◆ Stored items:
-------------------------

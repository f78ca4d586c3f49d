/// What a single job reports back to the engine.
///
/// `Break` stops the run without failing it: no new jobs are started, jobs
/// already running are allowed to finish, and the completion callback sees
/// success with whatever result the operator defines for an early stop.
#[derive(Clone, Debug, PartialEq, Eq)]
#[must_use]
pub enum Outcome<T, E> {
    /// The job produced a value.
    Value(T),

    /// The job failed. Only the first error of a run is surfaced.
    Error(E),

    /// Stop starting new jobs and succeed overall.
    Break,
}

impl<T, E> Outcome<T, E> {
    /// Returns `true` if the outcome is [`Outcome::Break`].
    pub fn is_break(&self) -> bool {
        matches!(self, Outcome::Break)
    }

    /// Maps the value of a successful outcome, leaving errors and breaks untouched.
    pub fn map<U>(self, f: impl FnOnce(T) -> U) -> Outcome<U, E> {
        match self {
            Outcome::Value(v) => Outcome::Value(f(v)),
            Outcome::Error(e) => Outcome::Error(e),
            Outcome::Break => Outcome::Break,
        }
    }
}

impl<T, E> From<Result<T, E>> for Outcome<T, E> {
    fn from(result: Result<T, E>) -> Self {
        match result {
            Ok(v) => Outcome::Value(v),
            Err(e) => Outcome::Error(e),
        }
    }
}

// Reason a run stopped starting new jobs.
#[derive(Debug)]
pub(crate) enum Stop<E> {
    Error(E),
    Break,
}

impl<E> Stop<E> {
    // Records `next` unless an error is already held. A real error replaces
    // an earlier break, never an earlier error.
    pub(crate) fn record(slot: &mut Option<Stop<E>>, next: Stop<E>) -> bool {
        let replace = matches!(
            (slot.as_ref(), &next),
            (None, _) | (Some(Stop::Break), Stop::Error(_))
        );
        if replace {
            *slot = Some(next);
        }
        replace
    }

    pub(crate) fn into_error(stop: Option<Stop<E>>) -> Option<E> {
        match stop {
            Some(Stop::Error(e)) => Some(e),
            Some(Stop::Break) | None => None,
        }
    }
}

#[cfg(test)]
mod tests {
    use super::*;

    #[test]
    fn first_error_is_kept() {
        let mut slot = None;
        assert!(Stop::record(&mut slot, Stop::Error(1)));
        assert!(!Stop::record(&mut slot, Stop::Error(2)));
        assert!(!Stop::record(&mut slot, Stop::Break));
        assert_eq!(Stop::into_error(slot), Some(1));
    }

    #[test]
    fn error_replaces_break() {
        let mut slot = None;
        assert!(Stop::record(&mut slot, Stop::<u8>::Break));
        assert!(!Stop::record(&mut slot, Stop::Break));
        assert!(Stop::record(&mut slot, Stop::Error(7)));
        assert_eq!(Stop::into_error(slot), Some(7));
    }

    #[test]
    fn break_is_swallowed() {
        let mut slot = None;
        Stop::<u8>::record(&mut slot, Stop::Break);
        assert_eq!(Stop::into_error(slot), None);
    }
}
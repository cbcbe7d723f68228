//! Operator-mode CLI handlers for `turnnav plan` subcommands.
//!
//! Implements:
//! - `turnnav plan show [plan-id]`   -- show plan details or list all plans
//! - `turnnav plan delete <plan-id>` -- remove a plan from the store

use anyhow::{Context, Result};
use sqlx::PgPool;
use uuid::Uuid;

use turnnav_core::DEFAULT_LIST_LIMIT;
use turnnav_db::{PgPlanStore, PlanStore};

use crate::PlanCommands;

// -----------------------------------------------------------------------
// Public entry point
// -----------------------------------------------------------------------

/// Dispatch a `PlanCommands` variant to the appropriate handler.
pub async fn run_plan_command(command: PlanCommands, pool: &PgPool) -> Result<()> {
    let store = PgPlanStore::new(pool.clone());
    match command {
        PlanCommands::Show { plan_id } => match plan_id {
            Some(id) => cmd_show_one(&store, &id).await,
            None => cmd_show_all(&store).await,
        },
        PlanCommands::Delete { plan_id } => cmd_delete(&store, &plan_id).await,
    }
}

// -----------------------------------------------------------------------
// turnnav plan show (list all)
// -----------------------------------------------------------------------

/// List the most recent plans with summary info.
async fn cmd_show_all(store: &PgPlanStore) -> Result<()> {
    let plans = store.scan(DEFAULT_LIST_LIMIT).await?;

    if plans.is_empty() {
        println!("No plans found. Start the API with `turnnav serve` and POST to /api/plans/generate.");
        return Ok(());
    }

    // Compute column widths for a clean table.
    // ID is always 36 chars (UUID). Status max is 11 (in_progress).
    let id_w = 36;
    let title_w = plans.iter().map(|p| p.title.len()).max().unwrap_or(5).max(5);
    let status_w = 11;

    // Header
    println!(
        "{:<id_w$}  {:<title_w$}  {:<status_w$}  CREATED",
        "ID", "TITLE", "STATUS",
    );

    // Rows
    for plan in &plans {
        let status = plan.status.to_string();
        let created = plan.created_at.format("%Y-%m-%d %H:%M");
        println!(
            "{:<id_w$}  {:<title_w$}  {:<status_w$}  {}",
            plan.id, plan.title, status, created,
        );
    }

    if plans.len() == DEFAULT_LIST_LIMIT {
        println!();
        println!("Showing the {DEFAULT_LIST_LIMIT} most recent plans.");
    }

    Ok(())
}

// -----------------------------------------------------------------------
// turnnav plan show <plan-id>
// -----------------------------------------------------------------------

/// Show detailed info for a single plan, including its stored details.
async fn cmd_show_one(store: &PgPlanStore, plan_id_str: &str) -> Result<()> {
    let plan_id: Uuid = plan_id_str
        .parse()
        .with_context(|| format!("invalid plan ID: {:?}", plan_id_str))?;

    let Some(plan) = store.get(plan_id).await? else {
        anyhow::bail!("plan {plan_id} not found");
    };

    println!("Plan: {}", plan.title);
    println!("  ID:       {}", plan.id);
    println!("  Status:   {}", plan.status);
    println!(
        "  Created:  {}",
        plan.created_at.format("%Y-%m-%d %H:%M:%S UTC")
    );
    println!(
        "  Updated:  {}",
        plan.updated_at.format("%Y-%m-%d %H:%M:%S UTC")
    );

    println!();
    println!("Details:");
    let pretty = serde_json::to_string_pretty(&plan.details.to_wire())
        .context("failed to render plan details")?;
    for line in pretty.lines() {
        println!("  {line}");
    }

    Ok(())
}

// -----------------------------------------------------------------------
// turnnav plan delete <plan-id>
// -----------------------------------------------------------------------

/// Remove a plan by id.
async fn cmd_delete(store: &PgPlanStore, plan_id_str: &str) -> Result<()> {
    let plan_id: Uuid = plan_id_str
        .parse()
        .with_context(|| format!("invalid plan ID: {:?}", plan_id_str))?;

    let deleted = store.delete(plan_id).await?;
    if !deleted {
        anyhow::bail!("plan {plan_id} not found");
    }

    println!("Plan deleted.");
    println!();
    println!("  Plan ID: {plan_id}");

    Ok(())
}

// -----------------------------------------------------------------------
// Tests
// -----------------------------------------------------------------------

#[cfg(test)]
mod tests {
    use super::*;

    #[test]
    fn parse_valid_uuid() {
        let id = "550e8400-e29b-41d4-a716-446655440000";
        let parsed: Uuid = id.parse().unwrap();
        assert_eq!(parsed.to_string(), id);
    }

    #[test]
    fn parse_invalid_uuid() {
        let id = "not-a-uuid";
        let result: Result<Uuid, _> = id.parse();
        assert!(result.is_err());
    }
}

-------------------------

◆ WHAT IS NEEDED: Locate the word "pretty" in the records above, and return each line that has it.

◆ SOLUTION TO THIS TASK:
    let pretty = serde_json::to_string_pretty(&plan.details.to_wire())
    for line in pretty.lines() {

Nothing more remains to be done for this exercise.